My 3-month-old baby refuses to breastfeed (nurse) on and off since over a week. She also brings up the little bit she does take.
She may nurse for 8 minutes on one side and refuse the other. She cries when I but her to the breast.
HELP !!!! What is wrong with her??? And what do I do about this nursing strike!??
Reasons Why A Baby May Refuse The Breast (Nursing strike)
Many babies go through periods of some sort of breast refusal or nursing strikes as it is sometimes called. There can be many reasons for this – both baby related and those related to milk supply or mom’s distress.
Your daughter isn’t refusing to breastfeed completely, which is of course good, but I understand that the situation is worrying.
Let’s look at some possible reasons why your baby refuses to breastfeed.
Baby-related reasons for nursing strikes
Too used to the bottle
First of all, is your daughter also bottle-fed? In such case, it could be that she has figured out that it takes much less effort to eat from the bottle. It is quite common that babies start refusing the breast once they get access to and start to like the bottle.
If she is only breastfed, it could actually be so simple that she is full! At some point, different for all babies, they become stronger and more efficient with nursing and if you have plenty of milk, it is quite likely that 8 minutes on one breast is enough for her to be satisfied.
At 3 months of age, her growth rate is also finally slowing down somewhat and the suckling reflex is also getting weaker, so her needs to eat and suckle will not be as strong as before.
Is she gaining weight as she should? If she is, then let her have it her way. Once you let go of the worrying, you’ll notice that it is great to have an efficient eater. I know it is so easy to become frustrated and worried, but trying to “strongly convince” a child to eat, no matter what age, is never a successful strategy in my experience.
Pain from swallowing air
Another reason may be – especially if she eats quite rapidly – that she swallows so much air that after a while it becomes painful. This could explain both the spitting and the fussiness if it starts only after a while.
In such a case, try nursing her is a more upright position, letting her bottom rest in your lap. You can also press gently with your fingers above the nipple of the breast she is eating from. That can slow down the milk flow a little bit. Also, help her burp after one breast.
Mouth pain from thrush or a sore throat
Have you checked her mouth for thrush or a sore throat? Oral thrush is usually not painful, but it can be if the thrush is severe. You can learn about baby thrush and how to get rid of it here.
A sore throat is of course painful and can certainly be a reason why a baby refuses to breastfeed. If you are worried that she is sick, take her to a doctor.
If you feel that she is really not getting enough food and hence you suspect she is not gaining weight as she should, I recommend that you take her to a doctor.
For example, babies that have Gastroesophageal Reflux might have the symptoms you describe – crying while nursing and spitting up, especially if combined with poor weight gain.
Reflux is less common among breastfed babies, but it does exist and can be medicated effectively.
You can read more about Infant Reflux in this article by Mayo Clinic. (Opens in new window)
Overtired or overstimulated
Has her routines or her environment changed recently? A baby that is too tired or overstimulated when trying to feed can very well be very hard to settle and get to suckle even if they are hungry.

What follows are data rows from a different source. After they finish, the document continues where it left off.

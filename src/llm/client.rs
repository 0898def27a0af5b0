use crate::config::LlmConfig;
use crate::llm::prompt::ChatMessage;
use crate::llm::{CompletionBackend, InferenceError};
use crate::util::truncate_detail;
use async_trait::async_trait;
use serde::Serialize;
use std::time::Duration;
use tokio_util::sync::CancellationToken;
use tracing::{debug, warn};

pub struct ChatCompletionClient {
    client: reqwest::Client,
    api_url: String,
    api_key: Option<String>,
    model: String,
    temperature: f32,
    max_tokens: usize,
}

#[derive(Serialize)]
struct PromptRequest<'a> {
    model: &'a str,
    messages: &'a [ChatMessage],
    temperature: f32,
    max_tokens: usize,
}

impl ChatCompletionClient {
    pub fn new(config: &LlmConfig) -> Result<Self, InferenceError> {
        let client = reqwest::Client::builder()
            .timeout(Duration::from_secs(config.timeout_secs))
            .build()
            .map_err(|e| InferenceError::Transport(e.to_string()))?;

        Ok(Self {
            client,
            api_url: config.api_url.clone(),
            api_key: config.api_key.clone(),
            model: config.model.clone(),
            temperature: config.temperature,
            max_tokens: config.max_tokens,
        })
    }

    fn log_failure(error: &InferenceError) {
        // Detail is truncated; the bearer credential never reaches this path.
        match error {
            InferenceError::Config(msg) => warn!("inference config failure: {}", msg),
            InferenceError::Cancelled => debug!("inference call cancelled by caller"),
            InferenceError::Transport(msg) => {
                warn!("inference transport failure: {}", truncate_detail(msg, 256))
            }
            InferenceError::Provider { status, body } => warn!(
                "inference provider failure: status {} body {}",
                status,
                truncate_detail(body, 256)
            ),
        }
    }

    async fn try_complete(
        &self,
        messages: &[ChatMessage],
        cancel: &CancellationToken,
    ) -> Result<String, InferenceError> {
        // Credential is read at call time; absence fails before any network I/O.
        let api_key = self
            .api_key
            .as_deref()
            .ok_or_else(|| InferenceError::Config("no API key configured".to_string()))?;

        if cancel.is_cancelled() {
            return Err(InferenceError::Cancelled);
        }

        let request = PromptRequest {
            model: &self.model,
            messages,
            temperature: self.temperature,
            max_tokens: self.max_tokens,
        };

        debug!("sending chat-completion request to {}", self.api_url);

        let send = self
            .client
            .post(&self.api_url)
            .bearer_auth(api_key)
            .json(&request)
            .send();

        let response = tokio::select! {
            _ = cancel.cancelled() => return Err(InferenceError::Cancelled),
            result = send => result.map_err(|e| InferenceError::Transport(e.to_string()))?,
        };

        let status = response.status();

        let body = tokio::select! {
            _ = cancel.cancelled() => return Err(InferenceError::Cancelled),
            result = response.text() => {
                result.map_err(|e| InferenceError::Transport(e.to_string()))?
            }
        };

        if !status.is_success() {
            // Non-success bodies are captured raw for diagnostics, not parsed.
            return Err(InferenceError::Provider {
                status: status.as_u16(),
                body,
            });
        }

        Ok(body)
    }
}

#[async_trait]
impl CompletionBackend for ChatCompletionClient {
    /// One attempt, one provider, no retry. The raw success body goes to the
    /// extractor; every failure is classified and logged here.
    async fn complete(
        &self,
        messages: &[ChatMessage],
        cancel: &CancellationToken,
    ) -> Result<String, InferenceError> {
        let result = self.try_complete(messages, cancel).await;
        if let Err(error) = &result {
            Self::log_failure(error);
        }
        result
    }
}

#[cfg(test)]
mod tests {
    use super::*;
    use crate::llm::prompt::build_messages;

    fn config_without_key() -> LlmConfig {
        LlmConfig {
            api_url: "https://example.invalid/v1/chat/completions".to_string(),
            api_key: None,
            model: "gpt-4o-mini".to_string(),
            temperature: 0.1,
            max_tokens: 2000,
            timeout_secs: 5,
        }
    }

    #[tokio::test]
    async fn missing_credential_fails_before_any_network_call() {
        let client = ChatCompletionClient::new(&config_without_key()).unwrap();
        let messages = build_messages("schema", "question");
        let err = client
            .complete(&messages, &CancellationToken::new())
            .await
            .unwrap_err();
        assert!(matches!(err, InferenceError::Config(_)));
    }

    #[tokio::test]
    async fn cancelled_token_short_circuits_without_sending() {
        let mut config = config_without_key();
        config.api_key = Some("test-key".to_string());
        let client = ChatCompletionClient::new(&config).unwrap();
        let token = CancellationToken::new();
        token.cancel();

        let messages = build_messages("schema", "question");
        let err = client.complete(&messages, &token).await.unwrap_err();
        assert!(matches!(err, InferenceError::Cancelled));
    }
}
use chrono::{DateTime, NaiveTime, Utc};
use duckdb::types::{TimeUnit, ValueRef};
use serde::ser::SerializeMap;
use serde::{Serialize, Serializer};

/// Tagged scalar union for dynamically-typed query results. Keeps
/// serialization to the caller deterministic instead of leaning on an open
/// "any" type.
#[derive(Debug, Clone, PartialEq, Serialize)]
#[serde(untagged)]
pub enum SqlValue {
    Null,
    Boolean(bool),
    Integer(i64),
    Float(f64),
    Text(String),
    Timestamp(DateTime<Utc>),
}

fn to_micros(unit: &TimeUnit, value: i64) -> i64 {
    match unit {
        TimeUnit::Second => value.saturating_mul(1_000_000),
        TimeUnit::Millisecond => value.saturating_mul(1_000),
        TimeUnit::Microsecond => value,
        TimeUnit::Nanosecond => value / 1_000,
    }
}

impl From<ValueRef<'_>> for SqlValue {
    fn from(value: ValueRef<'_>) -> Self {
        match value {
            ValueRef::Null => SqlValue::Null,
            ValueRef::Boolean(b) => SqlValue::Boolean(b),
            ValueRef::TinyInt(i) => SqlValue::Integer(i64::from(i)),
            ValueRef::SmallInt(i) => SqlValue::Integer(i64::from(i)),
            ValueRef::Int(i) => SqlValue::Integer(i64::from(i)),
            ValueRef::BigInt(i) => SqlValue::Integer(i),
            ValueRef::HugeInt(i) => match i64::try_from(i) {
                Ok(v) => SqlValue::Integer(v),
                Err(_) => SqlValue::Text(i.to_string()),
            },
            ValueRef::UTinyInt(i) => SqlValue::Integer(i64::from(i)),
            ValueRef::USmallInt(i) => SqlValue::Integer(i64::from(i)),
            ValueRef::UInt(i) => SqlValue::Integer(i64::from(i)),
            ValueRef::UBigInt(i) => match i64::try_from(i) {
                Ok(v) => SqlValue::Integer(v),
                Err(_) => SqlValue::Text(i.to_string()),
            },
            ValueRef::Float(f) => SqlValue::Float(f64::from(f)),
            ValueRef::Double(f) => SqlValue::Float(f),
            ValueRef::Decimal(d) => {
                let rendered = d.to_string();
                match rendered.parse::<f64>() {
                    Ok(f) => SqlValue::Float(f),
                    Err(_) => SqlValue::Text(rendered),
                }
            }
            ValueRef::Text(bytes) => SqlValue::Text(String::from_utf8_lossy(bytes).into_owned()),
            ValueRef::Blob(bytes) => {
                let hex: String = bytes.iter().map(|b| format!("{:02x}", b)).collect();
                SqlValue::Text(hex)
            }
            ValueRef::Timestamp(unit, raw) => {
                match DateTime::from_timestamp_micros(to_micros(&unit, raw)) {
                    Some(ts) => SqlValue::Timestamp(ts),
                    None => SqlValue::Null,
                }
            }
            ValueRef::Date32(days) => {
                match DateTime::from_timestamp(i64::from(days) * 86_400, 0) {
                    Some(ts) => SqlValue::Timestamp(ts),
                    None => SqlValue::Null,
                }
            }
            ValueRef::Time64(unit, raw) => {
                let micros = to_micros(&unit, raw);
                let secs = (micros / 1_000_000) as u32;
                let nanos = ((micros % 1_000_000) * 1_000) as u32;
                match NaiveTime::from_num_seconds_from_midnight_opt(secs, nanos) {
                    Some(t) => SqlValue::Text(t.to_string()),
                    None => SqlValue::Null,
                }
            }
            // Nested and interval types fall back to their debug rendering
            other => SqlValue::Text(format!("{:?}", other)),
        }
    }
}

/// One query result row: column names and values in the order the store
/// returned them. Serializes as a JSON object preserving that order.
#[derive(Debug, Clone, PartialEq)]
pub struct ResultRow {
    columns: Vec<(String, SqlValue)>,
}

impl ResultRow {
    pub fn new(columns: Vec<(String, SqlValue)>) -> Self {
        Self { columns }
    }

    pub fn get(&self, name: &str) -> Option<&SqlValue> {
        self.columns
            .iter()
            .find(|(column, _)| column == name)
            .map(|(_, value)| value)
    }

    pub fn column_names(&self) -> impl Iterator<Item = &str> {
        self.columns.iter().map(|(column, _)| column.as_str())
    }
}

impl Serialize for ResultRow {
    fn serialize<S: Serializer>(&self, serializer: S) -> Result<S::Ok, S::Error> {
        let mut map = serializer.serialize_map(Some(self.columns.len()))?;
        for (column, value) in &self.columns {
            map.serialize_entry(column, value)?;
        }
        map.end()
    }
}

#[cfg(test)]
mod tests {
    use super::*;

    #[test]
    fn serializes_as_object_in_column_order() {
        let row = ResultRow::new(vec![
            ("z_last".to_string(), SqlValue::Integer(1)),
            ("a_first".to_string(), SqlValue::Text("x".to_string())),
        ]);
        let json = serde_json::to_string(&row).unwrap();
        assert_eq!(json, r#"{"z_last":1,"a_first":"x"}"#);
    }

    #[test]
    fn scalar_variants_serialize_to_plain_json_values() {
        let row = ResultRow::new(vec![
            ("n".to_string(), SqlValue::Null),
            ("b".to_string(), SqlValue::Boolean(true)),
            ("f".to_string(), SqlValue::Float(2.5)),
        ]);
        let json = serde_json::to_value(&row).unwrap();
        assert!(json["n"].is_null());
        assert_eq!(json["b"], true);
        assert_eq!(json["f"], 2.5);
    }

    #[test]
    fn get_finds_columns_by_name() {
        let row = ResultRow::new(vec![("part_id".to_string(), SqlValue::Integer(7))]);
        assert_eq!(row.get("part_id"), Some(&SqlValue::Integer(7)));
        assert_eq!(row.get("missing"), None);
    }

    #[test]
    fn timestamp_serializes_rfc3339() {
        let ts = DateTime::from_timestamp(86_400, 0).unwrap();
        let row = ResultRow::new(vec![("t".to_string(), SqlValue::Timestamp(ts))]);
        let json = serde_json::to_value(&row).unwrap();
        let rendered = json["t"].as_str().unwrap();
        assert!(rendered.starts_with("1970-01-02T00:00:00"));
    }
}
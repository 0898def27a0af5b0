use axum::{
    extract::Path,
    http::{header, StatusCode},
    response::{IntoResponse, Response},
};
use rust_embed::RustEmbed;

#[derive(RustEmbed)]
#[folder = "static/"]
struct StaticAssets;

pub async fn static_handler(Path(path): Path<String>) -> impl IntoResponse {
    serve_static_file(path)
}

// Embedded static file handler
pub fn serve_static_file(path: String) -> Response {
    let path = path.trim_start_matches('/');

    match StaticAssets::get(path) {
        Some(content) => {
            let mime = mime_guess::from_path(path).first_or_octet_stream();

            (
                [(header::CONTENT_TYPE, mime.as_ref())],
                content.data.to_vec(),
            )
                .into_response()
        }
        None => (StatusCode::NOT_FOUND, "File not found").into_response(),
    }
}
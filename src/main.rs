use clap::Parser;
use r2d2::Pool;
use std::sync::Arc;
use tracing::{error, info};

mod config;
mod db;
mod llm;
mod pipeline;
mod schema;
mod util;
mod web;

use crate::config::{AppConfig, CliArgs};
use crate::db::executor::QueryExecutor;
use crate::db::pool::DuckDbConnectionManager;
use crate::llm::client::ChatCompletionClient;
use crate::pipeline::Pipeline;
use crate::schema::SchemaDescriptor;
use crate::util::logging::init_tracing;
use crate::web::state::AppState;

#[tokio::main]
async fn main() -> Result<(), Box<dyn std::error::Error>> {
    // Initialize logging
    init_tracing();

    // Parse command line arguments
    let args = CliArgs::parse();

    // Load configuration
    let config = match AppConfig::new(&args) {
        Ok(config) => config,
        Err(e) => {
            error!("Failed to load configuration: {}", e);
            return Err(e.into());
        }
    };

    // Resolve the catalog schema; a missing schema is fatal at startup
    let schema = match SchemaDescriptor::from_config(&config.schema) {
        Ok(schema) => schema,
        Err(e) => {
            error!("Failed to resolve schema description: {}", e);
            return Err(e.into());
        }
    };

    info!(
        "Initializing DuckDB connection pool ({})",
        config.database.connection_string
    );
    let db_manager = DuckDbConnectionManager::new(config.database.connection_string.clone());
    let pool = Pool::builder()
        .max_size(config.database.pool_size as u32)
        .build(db_manager)?;
    let executor = QueryExecutor::new(pool);

    info!("Initializing inference client for model: {}", config.llm.model);
    if config.llm.api_key.is_none() {
        info!("No API key configured; searches will fail until one is set");
    }
    let inference_client = ChatCompletionClient::new(&config.llm)?;

    let pipeline = Pipeline::new(
        schema.clone(),
        Box::new(inference_client),
        Box::new(executor),
    );

    let app_state = Arc::new(AppState::new(
        config.clone(),
        pipeline,
        schema.text().to_string(),
    ));

    // Start the web server
    info!(
        "Starting partsearch server on {}:{}",
        config.web.host, config.web.port
    );
    match web::run_server(config.web, app_state).await {
        Ok(_) => info!("Server stopped gracefully"),
        Err(e) => {
            error!("Server error: {}", e);
            return Err(std::io::Error::other(e.to_string()).into());
        }
    }

    Ok(())
}
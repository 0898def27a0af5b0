use duckdb::Connection;
use r2d2::ManageConnection;

/// r2d2 manager for DuckDB connections. A pooled checkout is the unit of
/// scoped acquisition: dropped (and so returned) on every exit path.
pub struct DuckDbConnectionManager {
    connection_string: String,
}

impl DuckDbConnectionManager {
    pub fn new(connection_string: String) -> Self {
        Self { connection_string }
    }
}

impl ManageConnection for DuckDbConnectionManager {
    type Connection = Connection;
    type Error = duckdb::Error;

    fn connect(&self) -> Result<Self::Connection, Self::Error> {
        if self.connection_string == ":memory:" {
            Connection::open_in_memory()
        } else {
            Connection::open(&self.connection_string)
        }
    }

    fn is_valid(&self, conn: &mut Self::Connection) -> Result<(), Self::Error> {
        conn.execute_batch("SELECT 1")
    }

    fn has_broken(&self, _conn: &mut Self::Connection) -> bool {
        false
    }
}
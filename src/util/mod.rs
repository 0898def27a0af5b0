pub mod logging;

/// Caps diagnostic detail (raw response bodies, store error text) so log
/// lines and user-facing messages stay bounded.
pub fn truncate_detail(detail: &str, max_chars: usize) -> String {
    if detail.chars().count() <= max_chars {
        detail.to_string()
    } else {
        let cut: String = detail.chars().take(max_chars).collect();
        format!("{}…", cut)
    }
}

A common reason why babies get frustrated at the breast is a too-fast flow that makes them gag. If your breasts are very full or you know that the flow is very fast in the beginning, then try to squeeze out a bit before offering the breast.
Very full breasts can also be difficult to latch-on for the baby, so that’s also a reason to squeeze out some milk.
I can imagine if she is not breastfeeding less frequently than before, that your breasts are quite full!
Do any of these explanations seem reasonable to you?
What to do when baby refuses to breastfeed
Of course, an important question is what to do about the nursing strike!
1) Well, most of all, stay calm! Your baby will notice your stress and frustration and that will only make things worse. So take a deep breath and do all you can to shake off any anxiety when you have your baby in your arms!
2) You can try feeding your daughter in an entirely different position than you use to. Walk and feed, feed her while in a sling, lay down or even feed her while you are both in the bathtub (in a safe way)!
3) You can also do it skin to skin if that’s not what you usually do.
4) Make sure you don’t use any new or strong perfumes that can distract her.
5) Try feeding before you think she is really tired or very hungry – and overall try other times of the day.
6) You can also try some dream feeding, although of course, she needs to eat when she is awake too.
7) Try feeding right after playing with your 3-month-old.
I’d be happy to try to help you more if you provide me with some more information. (Bottle-fed or not, fussy all the time or just on the second breast; gaining weight or not, etc.)
I really hope you get it sorted out soon!